«Depuis cinq ans, nous fabriquons nous-mêmes un aliment enrichi en protéines pour nos génisses laitières. Leur croissance est meilleure. Nous avons ainsi avancé de deux mois l’âge moyen au premier vêlage, aujourd’hui de 24 mois. Avant, nous utilisions un aliment du commerce, plus riche en énergie, et les génisses avaient tendance à faire du gras plutôt qu’à se développer », expliquent Vincent et Karine Julhan. En Gaec avec Christian et Christine Solignac, ils élèvent 55 brunes et 80 aubracs sur 240 ha à Saint-Germain-du-Teil, en Lozère. « Nous produisons des méteils et nous achetons de la pulpe de betterave, des tourteaux de colza et de soja, et des minéraux pour fabriquer 60 tonnes d’aliment fermier par an. »

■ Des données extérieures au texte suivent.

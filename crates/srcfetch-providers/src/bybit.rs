use anyhow::Context;
use serde::Deserialize;
use std::fmt;
use tracing::debug;

pub const DEFAULT_ENDPOINT: &str = "https://api2.bybit.com/spot/api/otc/item/list";
pub const DEFAULT_PAGE_SIZE: u32 = 10;

#[derive(Clone, Copy, Debug, Eq, PartialEq)]
pub enum TradeSide {
    Buy,
    Sell,
}

impl TradeSide {
    pub fn as_str(&self) -> &'static str {
        match self {
            TradeSide::Buy => "BUY",
            TradeSide::Sell => "SELL",
        }
    }
}

impl fmt::Display for TradeSide {
    fn fmt(&self, f: &mut fmt::Formatter<'_>) -> fmt::Result {
        f.write_str(self.as_str())
    }
}

#[derive(Clone, Debug)]
pub struct P2pQuery {
    pub token_id: String,
    pub currency_id: String,
    pub side: TradeSide,
    pub size: u32,
    pub page: u32,
}

impl P2pQuery {
    pub fn new(
        token_id: impl Into<String>,
        currency_id: impl Into<String>,
        side: TradeSide,
    ) -> Self {
        Self {
            token_id: token_id.into(),
            currency_id: currency_id.into(),
            side,
            size: DEFAULT_PAGE_SIZE,
            page: 1,
        }
    }
}

#[derive(Clone, Debug, Deserialize)]
pub struct PayMethod {
    #[serde(default)]
    pub name: String,
}

#[derive(Clone, Debug, Deserialize)]
pub struct P2pOffer {
    #[serde(default)]
    pub nickname: String,
    #[serde(default)]
    pub price: String,
    #[serde(default)]
    pub currency: String,
    #[serde(default)]
    pub quantity: String,
    #[serde(default)]
    pub token: String,
    #[serde(default, rename = "payMethods")]
    pub pay_methods: Vec<PayMethod>,
}

#[derive(Debug, Deserialize)]
struct ListEnvelope {
    ret_code: i64,
    #[serde(default)]
    ret_msg: Option<String>,
    #[serde(default)]
    result: Option<ListResult>,
}

#[derive(Debug, Deserialize)]
struct ListResult {
    #[serde(default)]
    items: Vec<P2pOffer>,
}

/// Client for the public Bybit OTC item-list endpoint.
pub struct BybitP2pClient {
    client: reqwest::blocking::Client,
    endpoint: String,
}

impl BybitP2pClient {
    pub fn new() -> Self {
        Self::with_endpoint(DEFAULT_ENDPOINT)
    }

    pub fn with_endpoint(endpoint: impl Into<String>) -> Self {
        Self {
            client: reqwest::blocking::Client::new(),
            endpoint: endpoint.into(),
        }
    }

    pub fn opportunities(&self, query: &P2pQuery) -> anyhow::Result<Vec<P2pOffer>> {
        debug!(endpoint = %self.endpoint, side = %query.side, "querying P2P listing");
        let body = self
            .client
            .get(&self.endpoint)
            .query(&[
                ("userId", ""),
                ("tokenId", query.token_id.as_str()),
                ("currencyId", query.currency_id.as_str()),
                ("side", query.side.as_str()),
            ])
            .query(&[("size", query.size), ("page", query.page)])
            .send()
            .context("send P2P listing request")?
            .error_for_status()
            .context("P2P listing status")?
            .text()
            .context("read P2P listing body")?;
        parse_listing(&body)
    }
}

impl Default for BybitP2pClient {
    fn default() -> Self {
        Self::new()
    }
}

fn parse_listing(body: &str) -> anyhow::Result<Vec<P2pOffer>> {
    let envelope: ListEnvelope =
        serde_json::from_str(body).context("parse P2P listing response")?;
    if envelope.ret_code != 0 {
        let message = envelope
            .ret_msg
            .unwrap_or_else(|| format!("ret_code {}", envelope.ret_code));
        anyhow::bail!("P2P API error: {message}");
    }
    Ok(envelope.result.map(|result| result.items).unwrap_or_default())
}

#[cfg(test)]
mod tests {
    use super::*;

    #[test]
    fn parses_offers_from_envelope() {
        let body = r#"{
            "ret_code": 0,
            "ret_msg": "SUCCESS",
            "result": {
                "items": [
                    {
                        "nickname": "trader-one",
                        "price": "1.02",
                        "currency": "USD",
                        "quantity": "5000",
                        "token": "USDT",
                        "payMethods": [{"name": "Bank Transfer"}, {"name": "Wise"}]
                    }
                ]
            }
        }"#;
        let offers = parse_listing(body).unwrap();
        assert_eq!(offers.len(), 1);
        let offer = &offers[0];
        assert_eq!(offer.nickname, "trader-one");
        assert_eq!(offer.price, "1.02");
        assert_eq!(offer.pay_methods.len(), 2);
        assert_eq!(offer.pay_methods[1].name, "Wise");
    }

    #[test]
    fn missing_fields_default_to_empty() {
        let body = r#"{"ret_code": 0, "result": {"items": [{}]}}"#;
        let offers = parse_listing(body).unwrap();
        assert_eq!(offers[0].nickname, "");
        assert!(offers[0].pay_methods.is_empty());
    }

    #[test]
    fn nonzero_ret_code_is_an_error() {
        let body = r#"{"ret_code": 10001, "ret_msg": "params error"}"#;
        let err = parse_listing(body).unwrap_err();
        assert!(err.to_string().contains("params error"));
    }

    #[test]
    fn missing_result_yields_empty_list() {
        let body = r#"{"ret_code": 0}"#;
        assert!(parse_listing(body).unwrap().is_empty());
    }

    #[test]
    fn trade_side_uppercase_wire_values() {
        assert_eq!(TradeSide::Buy.as_str(), "BUY");
        assert_eq!(TradeSide::Sell.as_str(), "SELL");
    }

    #[test]
    fn query_defaults_to_first_page() {
        let query = P2pQuery::new("USDT", "USD", TradeSide::Sell);
        assert_eq!(query.size, DEFAULT_PAGE_SIZE);
        assert_eq!(query.page, 1);
    }
}
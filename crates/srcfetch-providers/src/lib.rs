//! Concrete data-source collaborators: CodeCommit repository listing and
//! clone-URL derivation, plus the Bybit P2P trading client.

pub mod bybit;
pub mod codecommit;
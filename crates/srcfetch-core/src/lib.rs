//! Core engine for fetching external data sources into local storage:
//! the repository fetch task, its progress state, and the collaborator
//! seams (repository listing and clone execution).

pub mod clone;
pub mod fetch;
pub mod lister;
pub mod model;
pub mod paths;
pub mod progress;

Avec l’expérience, les éleveurs ont ajusté leurs formules. Pour les génisses, ils en ont désormais deux. La première contient 22 % de méteil, 33 % de pulpe et 45 % de tourteaux. « Sa teneur en MAT est de 28 %. Nous la distribuons aux génisses laitières de 2 à 13 mois. » Les deux mois avant l’insémination, à 15 mois en moyenne, ils reviennent à une formule à seulement 20 % de protéines, pour éviter l’excès d’urée, qui perturberait l’accrochage de l’embryon. « Nous investissons dans la génétique en utilisant la transplantation embryonnaire et les doses sexées, et nous voulons mettre toutes les chances de notre côté », soulignent-ils.

Meilleure croissance

Les génisses allaitantes, qui vêlent en moyenne à 36 mois, consomment l’aliment enrichi en protéines de 7 à 15 mois. Elles poursuivent leur croissance à l’herbe. « Avec un meilleur développement, elles donnent des carcasses un peu plus lourdes, en moyenne de 425 kg, contre 390 kg avant », précise Vincent.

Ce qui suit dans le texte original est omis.